Not sure if someone who'd genuinely take issue with someone else not drinking would make a quality friend. Perhaps a good acquaintance, friend-of-convenience or friend-for-a-purpose, but friend-friend?
I wouldn't call it alcoholism, but I do think there's too much emphasis on alcohol in team building. Getting trashed with your team and making memories (or lack thereof) is kind of a fast track to becoming tight. But there are healthier and better ways to do it.
This is 30+ year old me speaking, but mid-20s me would be out until the early hours of the morning with the rest of the team on a work night, and I loved it. But now that I manage a team, I pretty much never make alcohol the focus of any company event - not really healthy or something I want to be actively promoting to employees. I guess I'm a bit of a puritan now.

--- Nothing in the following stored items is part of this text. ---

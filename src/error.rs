use thiserror::Error;

use crate::image::BoundingBox;
use crate::pixel::{ChannelType, PixelFormat};

/// I/O errors raised while opening or reading raster data
#[derive(Debug, Clone, Error)]
pub enum IoError {
    /// The raster file does not exist
    #[error("File not found: {0}")]
    NotFound(String),

    /// The file exists but could not be decoded as a raster
    #[error("Failed to decode {path}: {message}")]
    Decode { path: String, message: String },

    /// Error reported by the operating system
    #[error("I/O error: {0}")]
    Io(String),

    /// Caller-supplied buffer does not match the requested region
    #[error("Buffer size mismatch: expected {expected} bytes, got {actual}")]
    BufferSize { expected: usize, actual: usize },
}

impl From<std::io::Error> for IoError {
    fn from(err: std::io::Error) -> Self {
        IoError::Io(err.to_string())
    }
}

/// Errors raised by a [`RasterSource`](crate::raster::RasterSource) read
#[derive(Debug, Clone, Error)]
pub enum RasterError {
    /// Underlying I/O failure
    #[error("I/O error: {0}")]
    Io(#[from] IoError),

    /// Requested region is not contained in the raster
    #[error("Region {bbox} is outside raster bounds {cols}x{rows}")]
    RegionOutOfBounds {
        bbox: BoundingBox,
        cols: u32,
        rows: u32,
    },
}

/// Errors raised by the disk-backed image cache
#[derive(Debug, Clone, Error)]
pub enum CacheError {
    /// Temporary storage could not be created or written
    #[error("Failed to allocate cache storage: {message}")]
    Allocate { message: String },

    /// Reading back the materialized data failed
    #[error("I/O error: {0}")]
    Io(#[from] IoError),

    /// Pixel access outside the cached image
    #[error(
        "Pixel ({x}, {y}, plane {plane}) is outside cached image {cols}x{rows}x{planes}"
    )]
    PixelOutOfBounds {
        x: u32,
        y: u32,
        plane: u32,
        cols: u32,
        rows: u32,
        planes: u32,
    },

    /// Region read outside the cached image
    #[error("Region {bbox} is outside cached image {cols}x{rows}")]
    RegionOutOfBounds {
        bbox: BoundingBox,
        cols: u32,
        rows: u32,
    },
}

impl From<CacheError> for RasterError {
    fn from(err: CacheError) -> Self {
        match err {
            CacheError::Io(io) => RasterError::Io(io),
            CacheError::RegionOutOfBounds { bbox, cols, rows } => {
                RasterError::RegionOutOfBounds { bbox, cols, rows }
            }
            other => RasterError::Io(IoError::Io(other.to_string())),
        }
    }
}

/// Errors that can occur while generating or handling a tile
#[derive(Debug, Clone, Error)]
pub enum TileError {
    /// The raster's pixel layout has no tile builder
    #[error("Unsupported pixel format {pixel_format} with channel type {channel_type}")]
    UnsupportedFormat {
        pixel_format: PixelFormat,
        channel_type: ChannelType,
    },

    /// Reading from the raster source failed
    #[error("Raster error: {0}")]
    Raster(#[from] RasterError),

    /// Declared operation without an implementation
    #[error("{operation} is not implemented")]
    NotImplemented { operation: &'static str },

    /// Tile data reinterpreted as the wrong pixel type
    #[error("Tile type mismatch: expected {expected}, tile holds {actual}")]
    TypeMismatch { expected: String, actual: String },

    /// The tile could not be encoded
    #[error("Failed to encode tile: {message}")]
    Encode { message: String },

    /// A blocking tile worker failed to complete
    #[error("Tile task failed: {message}")]
    Task { message: String },
}

impl From<IoError> for TileError {
    fn from(err: IoError) -> Self {
        TileError::Raster(RasterError::Io(err))
    }
}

Do people actually gets trashed and wasted with their team though? Usually I find that there is a "work" portion where people head to the bar after work and have a few beers and get buzzed and talk about work. And then people leave and people break off into groups and the "friends" portion of the night starts, when you might actually get drunk with your group of friends from work. But there is no illusion that there is any connection to work at that point.
I experienced something similar, when I stopped drinking alcohol for health reasons and still noticing mental impairment when staying at parties until morning.
It's the same way people get defensive when someone else says they're a vegan. People may often take it as this person signaling something they do as 'normal' and your refusal to partake means there might be a health, moral, or other flaw in their practice. That someone else never said anything further, cast down on the questioner for drinking/eating meat/etc., or said "it's debate time", but it's the symbol that the very thought that maybe they should second guess themselves that disgusts them -- and this event was supposed to be fun, and you are making it serious.
I guess the pro-tip is to always have non-alcoholic beverages at a gathering.
There are teetotallers, and then there are teetotallers. There are vegans, and then there are vegans.
I lived in Manhattan for just under 8 years, and have been in Hong Kong for almost 9 years now. I have more friends and colleagues who are vegan here (and a few Jains), but I've never seen the social posturing here that I would sometimes see from vegans in NYC. I don't mean to imply all, or even a majority, of teetotallers, vegans, etc. are virtue signalling in New York, just pointing out the near complete absence of posturing and virtue signalling (at least over those choices) here in Hong Kong puts New York in sharp contrast. I took my wife to New York for the first time a bit over a year ago, and our AirBnB hosts were way over the top sharing their dietary choices, to the point is was very confusing to my wife. I had to tell my wife something along the lines of "Don't worry about it. These aren't actually super strange people. It's just something some people do here. We don't have to worry for our safety." We have vegan friends and colleagues here, and my wife's sister-in-law believes in a branch of Buddhism that doesn't eat beef, but posturing over dietary choices was completely foreign to my wife.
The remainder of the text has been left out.